これらの予防的なメンテナンスを行うことで、システムの不要な負荷を減らし、CPUがその能力を最大限に発揮できる環境を維持することができます。
まとめ
Windows 11は、その強化されたセキュリティ機能やAIを活用した新しい体験の実現のために、CPUに対して特定の要件を課しています。 本記事で解説してきたように、CPUの互換性を確認することは、Windows 11へのスムーズな移行や新しいPC選びにおいて極めて重要です。
日常作業、ゲーミング、クリエイティブワーク、そしてAIを活用した将来の機能など、個々のニーズに基づいて最適なCPUを選択することの重要性も明らかになりました。 一方で、Microsoftが定めるシステム要件を満たさない非対応CPUでWindows 11を運用することは、特にセキュリティアップデートの受信に関して重大なリスクを伴うことを強調しました。
Windows 11への移行や新しいPCの購入を検討されている方は、まずMicrosoft公式の「PC正常性チェックアプリ」を使用し、必要に応じてCPUの公式リストを参照して、ご自身の環境が対応しているかを確認してください。 そして、本記事で紹介した情報を参考に、ご自身の目的と予算に合致した、情報に基づく賢明なCPU選びを行ってください。
適切な知識を持つことで、Windows 11のCPUに関する選択は決して複雑なものではなくなり、安全で最適化されたコンピューティング体験へと繋がるはずです。 この記事が、皆様のWindows 11に関する理解を深め、成功への一助となれば幸いです。
FAQ
Q1: 私のCPUは公式リストに載っていませんが、比較的新しくて高性能です。それでもWindows 11をインストールできますか? A1: 技術的には一部の回避策を用いてインストール可能な場合がありますが、Microsoftは強く推奨していません。システムの不安定化、互換性の問題、そして最も重大な点として、重要なセキュリティアップデートを受け取れないリスクがあります。お使いのPCはサポート対象外となります。詳細は本記事の「非対応CPUでWindows 11を使い続けるリスクとは?」の章をご参照ください。

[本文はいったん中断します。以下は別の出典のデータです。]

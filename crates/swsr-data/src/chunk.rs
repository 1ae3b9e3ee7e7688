//! Chunk data model.

use std::fmt;
use std::future::Future;
use std::sync::Arc;

use futures::future::{BoxFuture, FutureExt, Shared};
use serde::{Deserialize, Serialize};
use serde_json::Value;

/// Outcome of a chunk's data source.
pub type ChunkResult = Result<Value, ChunkError>;

/// Shared, multi-consumer future for a pending chunk.
///
/// Cloning does not subscribe anything: the underlying future is polled
/// once, by whichever consumer awaits it first, and every clone observes
/// the same settlement.
pub type ChunkFuture = Shared<BoxFuture<'static, ChunkResult>>;

/// Failure of a chunk's data source.
///
/// Carries the failure message only, since that is all that crosses the
/// wire to the page.
#[derive(Debug, Clone, PartialEq, Eq, thiserror::Error)]
#[error("{}", .message.as_deref().unwrap_or("chunk rejected"))]
pub struct ChunkError {
    message: Option<String>,
}

impl ChunkError {
    /// Create a chunk error with a message.
    pub fn new(message: impl Into<String>) -> Self {
        Self {
            message: Some(message.into()),
        }
    }

    /// Create a chunk error without a message.
    pub fn without_message() -> Self {
        Self { message: None }
    }

    /// Get the failure message.
    pub fn message(&self) -> Option<&str> {
        self.message.as_deref()
    }
}

/// The three shapes a chunk can take.
pub enum ChunkValue {
    /// Not settled yet.
    Pending(ChunkFuture),
    /// Settled successfully.
    Resolved(Value),
    /// Settled with a failure.
    Failed(ChunkError),
}

/// A named unit of asynchronous page data.
///
/// Handles are cheap to clone; clones share the same instance, and
/// [`Chunk::ptr_eq`] is the instance identity readers are memoized on.
#[derive(Clone)]
pub struct Chunk {
    inner: Arc<ChunkValue>,
}

impl Chunk {
    /// Create a pending chunk from a data source future.
    pub fn pending<F>(future: F) -> Self
    where
        F: Future<Output = ChunkResult> + Send + 'static,
    {
        Self::from_shared(future.boxed().shared())
    }

    /// Create a pending chunk from an existing shared future.
    pub fn from_shared(future: ChunkFuture) -> Self {
        Self {
            inner: Arc::new(ChunkValue::Pending(future)),
        }
    }

    /// Create a resolved chunk.
    pub fn resolved(value: Value) -> Self {
        Self {
            inner: Arc::new(ChunkValue::Resolved(value)),
        }
    }

    /// Create a failed chunk.
    pub fn failed(error: ChunkError) -> Self {
        Self {
            inner: Arc::new(ChunkValue::Failed(error)),
        }
    }

    /// Create a terminal chunk from a settlement.
    pub fn from_result(result: ChunkResult) -> Self {
        match result {
            Ok(value) => Self::resolved(value),
            Err(error) => Self::failed(error),
        }
    }

    /// Get the chunk's current shape.
    pub fn value(&self) -> &ChunkValue {
        &self.inner
    }

    /// Check if two handles refer to the same chunk instance.
    pub fn ptr_eq(&self, other: &Chunk) -> bool {
        Arc::ptr_eq(&self.inner, &other.inner)
    }

    /// Check if the chunk was created pending.
    pub fn is_pending(&self) -> bool {
        matches!(*self.inner, ChunkValue::Pending(_))
    }

    /// Get the settlement if it is already known, without polling.
    pub fn peek(&self) -> Option<ChunkResult> {
        match &*self.inner {
            ChunkValue::Pending(future) => future.peek().cloned(),
            ChunkValue::Resolved(value) => Some(Ok(value.clone())),
            ChunkValue::Failed(error) => Some(Err(error.clone())),
        }
    }

    /// Wait for the chunk to settle.
    pub fn settled(&self) -> BoxFuture<'static, ChunkResult> {
        match &*self.inner {
            ChunkValue::Pending(future) => future.clone().boxed(),
            ChunkValue::Resolved(value) => futures::future::ready(Ok(value.clone())).boxed(),
            ChunkValue::Failed(error) => futures::future::ready(Err(error.clone())).boxed(),
        }
    }
}

impl fmt::Debug for Chunk {
    fn fmt(&self, f: &mut fmt::Formatter<'_>) -> fmt::Result {
        match &*self.inner {
            ChunkValue::Pending(future) => match future.peek() {
                Some(settled) => f.debug_tuple("Chunk::Pending").field(settled).finish(),
                None => f.write_str("Chunk::Pending(..)"),
            },
            ChunkValue::Resolved(value) => f.debug_tuple("Chunk::Resolved").field(value).finish(),
            ChunkValue::Failed(error) => f.debug_tuple("Chunk::Failed").field(error).finish(),
        }
    }
}

/// Final chunk value as embedded in a string-mode document.
///
/// Failures are encoded as `{"__SWSR_ERROR__": {"message": ...}}` so the
/// page can tell them apart from data.
#[derive(Debug, Clone, PartialEq, Serialize, Deserialize)]
#[serde(untagged)]
pub enum EmbeddedChunk {
    /// Failure marker.
    Failed(FailureMarker),
    /// Resolved data.
    Resolved(Value),
}

/// Failure marker object.
#[derive(Debug, Clone, PartialEq, Serialize, Deserialize)]
#[serde(deny_unknown_fields)]
pub struct FailureMarker {
    #[serde(rename = "__SWSR_ERROR__")]
    pub error: FailurePayload,
}

/// Failure marker payload.
#[derive(Debug, Clone, PartialEq, Serialize, Deserialize)]
pub struct FailurePayload {
    #[serde(default)]
    pub message: Option<String>,
}

impl EmbeddedChunk {
    /// Build the embedded form of a settlement.
    pub fn from_result(result: &ChunkResult) -> Self {
        match result {
            Ok(value) => Self::Resolved(value.clone()),
            Err(error) => Self::Failed(FailureMarker {
                error: FailurePayload {
                    message: error.message().map(str::to_string),
                },
            }),
        }
    }

    /// Turn the embedded form back into a terminal chunk.
    pub fn into_chunk(self) -> Chunk {
        match self {
            Self::Resolved(value) => Chunk::resolved(value),
            Self::Failed(marker) => Chunk::failed(ChunkError {
                message: marker.error.message,
            }),
        }
    }
}
//! Shell-first output sink.

use std::fmt::Display;

use futures::{Sink, SinkExt, StreamExt};
use swsr_core::{ByteStream, LifecyclePhase, RenderError, TimingContext};

/// State of the streaming sink.
#[derive(Debug, Clone, PartialEq, Eq)]
enum SinkState {
    /// Initial state, shell not yet sent.
    Initial,
    /// Shell has been sent, body chunks can follow.
    ShellSent,
    /// Response has been completed.
    Completed,
    /// Output was cut short after the shell.
    Failed(String),
}

/// Sink wrapper that enforces the shell-first pattern.
///
/// Generic over the underlying sink so any `Sink<Vec<u8>>` can carry the
/// response body, whether a host body writer or a test channel.
pub struct StreamingSink<S, E>
where
    S: Sink<Vec<u8>, Error = E> + Unpin,
    E: Display,
{
    inner: S,
    state: SinkState,
    timing: TimingContext,
    chunks_sent: usize,
}

impl<S, E> StreamingSink<S, E>
where
    S: Sink<Vec<u8>, Error = E> + Unpin,
    E: Display,
{
    /// Create a new streaming sink.
    pub fn new(sink: S, timing: TimingContext) -> Self {
        Self {
            inner: sink,
            state: SinkState::Initial,
            timing,
            chunks_sent: 0,
        }
    }

    /// Send the shell document. Must be called before anything else.
    pub async fn send_shell(&mut self, bytes: Vec<u8>) -> Result<(), RenderError> {
        if self.state != SinkState::Initial {
            return Err(RenderError::Stream(
                "Shell already sent or sink completed".to_string(),
            ));
        }

        self.inner
            .send(bytes)
            .await
            .map_err(|e| RenderError::Stream(e.to_string()))?;
        self.timing.mark("shell_sent");
        self.state = SinkState::ShellSent;

        Ok(())
    }

    /// Send body bytes that follow the shell.
    pub async fn send_chunk(&mut self, bytes: Vec<u8>) -> Result<(), RenderError> {
        match self.state {
            SinkState::ShellSent => {}
            SinkState::Initial => {
                return Err(RenderError::Stream("Shell not sent".to_string()));
            }
            SinkState::Completed | SinkState::Failed(_) => {
                return Err(RenderError::Stream("Sink already closed".to_string()));
            }
        }

        self.inner
            .send(bytes)
            .await
            .map_err(|e| RenderError::Stream(e.to_string()))?;
        self.chunks_sent += 1;

        Ok(())
    }

    /// Close the response.
    pub async fn complete(&mut self) -> Result<(), RenderError> {
        self.inner
            .close()
            .await
            .map_err(|e| RenderError::Stream(e.to_string()))?;
        self.state = SinkState::Completed;
        self.timing.mark("complete");
        Ok(())
    }

    /// Forward a rendered body: its first item is the shell, the rest follow.
    ///
    /// An error before the shell is returned as is, so the caller can still
    /// fall back. An error after it is reported as `Truncated`; the inner
    /// sink is left open so the host sees an incomplete body.
    pub async fn forward(&mut self, mut body: ByteStream) -> Result<(), RenderError> {
        while let Some(item) = body.next().await {
            let shell_sent = self.state != SinkState::Initial;
            match item {
                Ok(bytes) if shell_sent => self.send_chunk(bytes).await?,
                Ok(bytes) => self.send_shell(bytes).await?,
                Err(e) if shell_sent => {
                    self.state = SinkState::Failed(e.to_string());
                    return Err(RenderError::Truncated(e.to_string()));
                }
                Err(e) => return Err(e),
            }
        }

        if self.state == SinkState::Initial {
            return Err(RenderError::ShellIncomplete);
        }
        self.complete().await
    }

    /// Number of body chunks sent after the shell.
    pub fn chunks_sent(&self) -> usize {
        self.chunks_sent
    }

    /// Get the current lifecycle phase.
    pub fn phase(&self) -> LifecyclePhase {
        match &self.state {
            SinkState::Initial => LifecyclePhase::Start,
            SinkState::ShellSent => LifecyclePhase::ShellSent,
            SinkState::Completed => LifecyclePhase::Completion,
            SinkState::Failed(message) => LifecyclePhase::Error(message.clone()),
        }
    }

    /// Get timing context reference.
    pub fn timing(&self) -> &TimingContext {
        &self.timing
    }

    /// Consume the sink and return the inner value.
    pub fn into_inner(self) -> S {
        self.inner
    }
}
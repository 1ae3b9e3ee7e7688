//! Suspending streaming render.
//!
//! The shell is every part of the tree that can be written without waiting:
//! a boundary whose chunk is still pending writes its `pending` view between
//! `<!--$?--><template id="B:n"></template>` and `<!--/$-->`. Each such
//! boundary is re-rendered once its chunk settles and written after the
//! shell as `<div hidden id="S:n">...</div>` plus a `$RC` call that moves
//! the content into place.

use std::collections::VecDeque;

use futures::future::{BoxFuture, FutureExt};
use futures::stream::{self, FuturesUnordered, StreamExt};
use swsr_core::{ByteStream, RenderError};
use swsr_data::{ChunkReader, ChunkState};

use crate::html::write_view;
use crate::view::{Use, View};

/// Client function swapping late boundary content into place.
pub const SWAP_RUNTIME: &str = concat!(
    "window.$RC=function(b,s){var t=document.getElementById(b),c=document.getElementById(s);",
    "if(!t||!c)return;var p=t.parentNode,m=t.previousSibling,x=t.nextSibling,d=0;",
    "while(x){var n=x.nextSibling;if(x.nodeType===8){if(x.data===\"/$\"){if(d===0)break;d--}",
    "else if(x.data===\"$?\"||x.data===\"$\")d++}p.removeChild(x);x=n}",
    "while(c.firstChild)p.insertBefore(c.firstChild,x);p.removeChild(t);",
    "c.parentNode.removeChild(c);if(m&&m.nodeType===8)m.data=\"$\"}"
);

#[derive(Default)]
struct BoundaryQueue {
    next_id: usize,
    runtime_sent: bool,
    pending: FuturesUnordered<BoxFuture<'static, (usize, Use)>>,
}

impl BoundaryQueue {
    /// Write a pending boundary's placeholder and schedule its content.
    fn suspend(&mut self, boundary: &Use, out: &mut String) -> Result<(), RenderError> {
        let id = self.next_id;
        self.next_id += 1;

        let settled = boundary.chunk().settled();
        let late = boundary.clone();
        self.pending.push(
            async move {
                let _ = settled.await;
                (id, late)
            }
            .boxed(),
        );

        out.push_str(&format!("<!--$?--><template id=\"B:{}\"></template>", id));
        write_view(&boundary.render_pending(), out, &mut |b: &Use, o: &mut String| {
            self.suspend(b, o)
        })?;
        out.push_str("<!--/$-->");
        Ok(())
    }

    fn write_shell(&mut self, view: &View) -> Result<String, RenderError> {
        let mut out = String::new();
        write_view(view, &mut out, &mut |b: &Use, o: &mut String| self.suspend(b, o))?;
        Ok(out)
    }

    /// Render a settled boundary's content.
    fn complete(&mut self, id: usize, boundary: &Use) -> Result<String, RenderError> {
        let reader = ChunkReader::new(boundary.chunk().clone());
        let view = match reader.read() {
            ChunkState::Ready(value) => boundary.render_resolved(value),
            ChunkState::Failed(message) => boundary.render_rejected(message),
            ChunkState::Pending(_) => {
                return Err(RenderError::Stream(format!(
                    "boundary {} woke before its chunk settled",
                    boundary.label()
                )))
            }
        };

        let mut out = String::new();
        if !self.runtime_sent {
            out.push_str("<script>");
            out.push_str(SWAP_RUNTIME);
            out.push_str("</script>");
            self.runtime_sent = true;
        }
        out.push_str(&format!("<div hidden id=\"S:{}\">", id));
        write_view(&view, &mut out, &mut |b: &Use, o: &mut String| self.suspend(b, o))?;
        out.push_str(&format!(
            "</div><script>$RC(\"B:{0}\",\"S:{0}\")</script>",
            id
        ));
        Ok(out)
    }
}

struct StreamState {
    shell: VecDeque<Result<Vec<u8>, RenderError>>,
    queue: BoundaryQueue,
    done: bool,
}

/// Render a view as a byte stream.
///
/// Each top-level child of a root fragment becomes its own shell item, so
/// consumers see the shell arrive in pieces. Late boundary content follows
/// in settlement order. The first error ends the stream.
pub fn render_to_stream(view: View) -> ByteStream {
    let roots = match view {
        View::Fragment(children) => children,
        other => vec![other],
    };

    let mut queue = BoundaryQueue::default();
    let mut shell = VecDeque::with_capacity(roots.len());
    for root in &roots {
        match queue.write_shell(root) {
            Ok(html) => shell.push_back(Ok(html.into_bytes())),
            Err(e) => {
                shell.push_back(Err(e));
                break;
            }
        }
    }

    let state = StreamState {
        shell,
        queue,
        done: false,
    };

    stream::unfold(state, |mut state| async move {
        if state.done {
            return None;
        }

        if let Some(item) = state.shell.pop_front() {
            state.done = item.is_err();
            return Some((item, state));
        }

        let (id, boundary) = state.queue.pending.next().await?;
        let item = state.queue.complete(id, &boundary).map(String::into_bytes);
        state.done = item.is_err();
        Some((item, state))
    })
    .boxed()
}
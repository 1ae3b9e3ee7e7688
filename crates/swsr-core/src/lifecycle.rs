//! Render lifecycle tracking.

use std::collections::HashMap;
use std::time::{Duration, Instant};

/// Lifecycle phases for a render.
#[derive(Debug, Clone, PartialEq, Eq)]
pub enum LifecyclePhase {
    /// Render started, shell still being collected.
    Start,
    /// Shell document has been flushed downstream.
    ShellSent,
    /// Output closed normally.
    Completion,
    /// An error occurred.
    Error(String),
}

impl LifecyclePhase {
    /// Check if output bytes have already left the pipeline.
    ///
    /// Past this point a render error can no longer fail open.
    pub fn has_emitted(&self) -> bool {
        matches!(self, Self::ShellSent | Self::Completion)
    }
}

/// Timing context for observability.
#[derive(Debug, Clone)]
pub struct TimingContext {
    start: Instant,
    marks: HashMap<String, Instant>,
}

impl TimingContext {
    /// Create a new timing context.
    pub fn new() -> Self {
        Self {
            start: Instant::now(),
            marks: HashMap::new(),
        }
    }

    /// Record a timing mark.
    pub fn mark(&mut self, name: &str) {
        self.marks.insert(name.to_string(), Instant::now());
    }

    /// Mark a chunk's settlement.
    pub fn mark_chunk_settled(&mut self, chunk: &str) {
        self.mark(&format!("chunk_{}_settled", chunk));
    }

    /// Get elapsed time since start.
    pub fn elapsed(&self) -> Duration {
        self.start.elapsed()
    }

    /// Get time to shell flush.
    pub fn time_to_shell(&self) -> Option<Duration> {
        self.marks
            .get("shell_sent")
            .map(|t| t.duration_since(self.start))
    }

    /// Get time to the first chunk settlement.
    pub fn time_to_first_chunk(&self) -> Option<Duration> {
        self.marks
            .iter()
            .filter(|(k, _)| k.starts_with("chunk_") && k.ends_with("_settled"))
            .map(|(_, t)| t.duration_since(self.start))
            .min()
    }

    /// Get settlement time for a specific chunk.
    pub fn chunk_timing(&self, chunk: &str) -> Option<Duration> {
        self.marks
            .get(&format!("chunk_{}_settled", chunk))
            .map(|t| t.duration_since(self.start))
    }
}

impl Default for TimingContext {
    fn default() -> Self {
        Self::new()
    }
}

#[cfg(test)]
mod tests {
    use super::*;

    #[test]
    fn test_timing_marks() {
        let mut timing = TimingContext::new();

        assert!(timing.time_to_shell().is_none());
        assert!(timing.time_to_first_chunk().is_none());

        timing.mark("shell_sent");
        timing.mark_chunk_settled("post");
        timing.mark_chunk_settled("comments");

        assert!(timing.time_to_shell().is_some());
        assert!(timing.chunk_timing("post").is_some());
        assert!(timing.chunk_timing("missing").is_none());
        assert!(timing.time_to_first_chunk() <= timing.chunk_timing("comments"));
    }

    #[test]
    fn test_lifecycle_has_emitted() {
        assert!(!LifecyclePhase::Start.has_emitted());
        assert!(LifecyclePhase::ShellSent.has_emitted());
        assert!(LifecyclePhase::Completion.has_emitted());
    }
}
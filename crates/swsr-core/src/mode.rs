//! Render mode selection.

use std::fmt;
use std::str::FromStr;

use serde::{Deserialize, Serialize};

/// Strategy used to produce the HTML for one navigation.
#[derive(Debug, Clone, Copy, PartialEq, Eq, Hash, Serialize, Deserialize)]
#[serde(rename_all = "lowercase")]
pub enum RenderMode {
    /// Wait for every chunk, then produce one complete document.
    String,
    /// Flush the shell immediately and patch chunks in as they settle.
    Stream,
}

impl RenderMode {
    /// Name used in the page-global mode marker.
    pub fn as_str(&self) -> &'static str {
        match self {
            Self::String => "string",
            Self::Stream => "stream",
        }
    }

    /// Check if this mode emits output incrementally.
    pub fn is_streaming(&self) -> bool {
        matches!(self, Self::Stream)
    }
}

impl fmt::Display for RenderMode {
    fn fmt(&self, f: &mut fmt::Formatter<'_>) -> fmt::Result {
        f.write_str(self.as_str())
    }
}

/// Error returned when parsing an unknown mode name.
#[derive(Debug, Clone, PartialEq, Eq, thiserror::Error)]
#[error("Unknown render mode: {0}")]
pub struct UnknownRenderMode(pub String);

impl FromStr for RenderMode {
    type Err = UnknownRenderMode;

    fn from_str(s: &str) -> Result<Self, Self::Err> {
        match s {
            "string" => Ok(Self::String),
            "stream" => Ok(Self::Stream),
            other => Err(UnknownRenderMode(other.to_string())),
        }
    }
}
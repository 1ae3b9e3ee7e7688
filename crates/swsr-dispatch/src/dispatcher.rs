//! Render dispatch for intercepted requests.

use std::sync::Arc;

use http::header::{CONTENT_TYPE, TRANSFER_ENCODING};
use http::{Response, StatusCode};
use swsr_core::{RenderError, RenderMode, RequestContext, SwsrConfig, Template};
use swsr_data::{collect_chunks, WorkerTable};
use swsr_observability::StructuredLogger;
use swsr_streaming::{StreamRenderer, StringRenderer};
use swsr_view::App;

use crate::host::{Body, Host, NetworkError};
use crate::mode::ModeSelector;
use crate::route::RouteMatcher;

/// Answers intercepted requests.
///
/// Holds only immutable inputs plus the once-written mode, so one
/// dispatcher serves every request of the interceptor's lifetime.
pub struct Dispatcher {
    config: SwsrConfig,
    template: Template,
    workers: WorkerTable,
    app: Arc<dyn App>,
    host: Arc<dyn Host>,
    routes: RouteMatcher,
    mode: ModeSelector,
}

impl Dispatcher {
    /// Create a dispatcher.
    pub fn new(
        config: SwsrConfig,
        template: Template,
        workers: WorkerTable,
        app: impl App + 'static,
        host: impl Host + 'static,
    ) -> Self {
        let routes = RouteMatcher::from_config(&config);
        let mode = ModeSelector::new(config.mode);
        Self {
            config,
            template,
            workers,
            app: Arc::new(app),
            host: Arc::new(host),
            routes,
            mode,
        }
    }

    /// Get the render mode, if selected yet.
    pub fn mode(&self) -> Option<RenderMode> {
        self.mode.selected()
    }

    /// Answer one request.
    ///
    /// Requests that are not rendered go to the network untouched. A render
    /// that fails before producing output also goes to the network, so a
    /// broken render degrades to the uncached page rather than an error.
    pub async fn handle(&self, request: RequestContext) -> Result<Response<Body>, NetworkError> {
        let logger = StructuredLogger::new(request.request_id.clone()).with_route(request.path());

        if !self.routes.matches(&request) {
            return self.host.fetch(request).await;
        }

        if !self.template.matches_version(self.config.version.as_deref()) {
            logger
                .debug_builder("template version mismatch, passing through")
                .field("version", self.config.version.clone().unwrap_or_default())
                .emit();
            return self.host.fetch(request).await;
        }

        let mode = self.mode.select(self.host.as_ref());
        let logger = logger.with_mode(mode);

        match self.render(mode, &request).await {
            Ok(response) => {
                logger.debug("response ready");
                Ok(response)
            }
            Err(e) => {
                logger
                    .warn_builder("render failed, falling back to network")
                    .field("error", e.to_string())
                    .emit();
                self.host.fetch(request).await
            }
        }
    }

    async fn render(
        &self,
        mode: RenderMode,
        request: &RequestContext,
    ) -> Result<Response<Body>, RenderError> {
        let chunks = collect_chunks(&self.workers, request);

        let body = match mode {
            RenderMode::String => Body::Full(
                StringRenderer::new(self.template.clone())
                    .render(self.app.as_ref(), &chunks)
                    .await?,
            ),
            RenderMode::Stream => Body::Stream(
                StreamRenderer::new(self.template.clone())
                    .render(self.app.as_ref(), chunks)
                    .await?,
            ),
        };

        let mut builder = Response::builder()
            .status(StatusCode::OK)
            .header(CONTENT_TYPE, "text/html");
        if body.is_stream() {
            builder = builder.header(TRANSFER_ENCODING, "chunked");
        }
        builder.body(body).map_err(RenderError::render)
    }
}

Q2: NPUとは何ですか?Windows 11に絶対に必要ですか? A2: NPU(Neural Processing Unit)は、AIタスクを専門に処理するプロセッサです。標準的なWindows 11の体験にはNPUは必須ではありません。しかし、新しい「Copilot+ PC」の機能を利用するためには、40TOPS以上の処理能力を持つNPUを搭載したCPUが必要となります。詳細は本記事の「通常版Windows 11とCopilot+ PCのCPU要件の違い」の章をご参照ください。
Q3: Windows 11用には、Intel、AMD、QualcommのどのCPUが良いですか? A3: 3社すべてがWindows 11に対応した優れたCPUを提供しています。最適な選択は、お客様の具体的なニーズと予算によって異なります。IntelとAMDは従来のデスクトップおよびラップトップのパフォーマンスで強力であり、QualcommのSnapdragonシリーズ(特にXシリーズ)はモバイルデバイスの効率性とArm版Copilot+で優れています。詳細な比較については、本記事の「【2025年版】Windows 11に最適なCPUの選び方:目的別おすすめモデル」の章をご参照ください。
Q4: Microsoftはどのくらいの頻度で対応CPUのリストを更新しますか? A4: Microsoftは通常、主要なWindowsの機能リリースのたびに対応CPUリストを更新します。ただし、CPUメーカーによる新製品の発表から公式リストへの掲載までに時間がかかる場合があります。
Q5: PC正常性チェックアプリでCPUが非互換と表示された場合、新しいPCを購入する以外に何かできることはありますか? A5: まず、PCのUEFI/BIOS設定でTPM 2.0とセキュアブートが有効になっているかを確認してください。これが見落とされがちな点です。これらが有効になっていてもCPUモデルが非互換とされる場合、公式サポートを受けるためにはCPU(場合によってはマザーボードも)のアップグレード、または新しいPCの購入が必要になります。サポート対象外の状態でWindows 11を運用することは推奨されません。